Bagikan:

JAKARTA - Nilai tukar rupiah pada akhir pekan ini, Jumat 5 Juni ditutup perkasa. Mata uang Garuda spot ditutup di level Rp 13.878 per dolar Amerika Serikat (AS) atau terus naik. Tentunya ini adalah level terbaik sejak 24 Februari lalu.

Menanggapi hal ini, Gubernur Bank Indonesia (BI) Perry Warjiyo merasa bersyukur. Sebab, nilai tukar rupiah yang sempat loyo, belakangan ini menunjukan kekuatannya lagi.

"Ini adalah rahmat dari Allah SWT bagi kita semua. Rupiah sudah tembus dibawah Rp 14.000 per dolar AS," kata Perry dikutip Sabtu 6 Juni.

Kata dia, penguatan nilai tukar rupiah sesuai dengan pandagan BI. Dimana BI memandang nilai tukar rupiah masih undervalued, sehingga kedepannya masih sangat berpotensi untuk menguat.

Hal itu, sambung dia, karena pada bulan Mei inflasi rendah atau berdasarkan data Badan Pusat Statistik (BPS) di level 0,07, kemudian defisit transaksi berjalan yang rendah. Selain itu, perbedaan suku bunga acuan di luar atau di dalam negeri yang membuat investor tertarik.

"Ini menunjukkan imbal aset keuangan SBN masih tinggi," ujar Perry.

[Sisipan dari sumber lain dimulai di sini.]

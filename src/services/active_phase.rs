//! Single-slot registry naming the phase that currently drives a run.
//!
//! Only one phase executes at a time, so the registry holds at most one
//! snapshot. The executing engine republishes after every observable
//! change; readers always get a copy, never a live reference into the
//! engine's own state.

use chrono::{DateTime, Utc};
use tokio::sync::Mutex;

use crate::domain::models::{PhaseState, PhaseStatus};

/// Point-in-time view of the executing phase.
#[derive(Debug, Clone)]
pub struct ActivePhase {
    pub phase_name: String,
    pub status: PhaseStatus,
    pub state: PhaseState,
    pub updated_at: DateTime<Utc>,
}

/// Mutex-guarded slot for the currently executing phase.
#[derive(Debug, Default)]
pub struct ActivePhaseRegistry {
    slot: Mutex<Option<ActivePhase>>,
}

impl ActivePhaseRegistry {
    pub fn new() -> Self {
        Self::default()
    }

    /// Replace the slot with a fresh snapshot of `phase_name`.
    pub async fn publish(&self, phase_name: &str, status: PhaseStatus, state: &PhaseState) {
        let mut slot = self.slot.lock().await;
        *slot = Some(ActivePhase {
            phase_name: phase_name.to_string(),
            status,
            state: state.clone(),
            updated_at: Utc::now(),
        });
    }

    /// Snapshot of the executing phase, if any.
    pub async fn current(&self) -> Option<ActivePhase> {
        self.slot.lock().await.clone()
    }

    /// Empty the slot, typically once a chain run finishes.
    pub async fn clear(&self) {
        let mut slot = self.slot.lock().await;
        *slot = None;
    }
}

Bukan hanya itu, penguatan rupiah juga ikut ditopang turunnya indikator premi risiko/premi credit default swap (CDS) dari level 245 menjadi 126. Meski bila dibandingka sebelum COVID-19 level CDS masih tinggi

"Sebelum Covid-19 ada di level 66-68. Insya Allah premi risiko pasca Covid-19 akan lebih rendah dari 126 dan mendukung penguatan nilai tukar," kata Perry.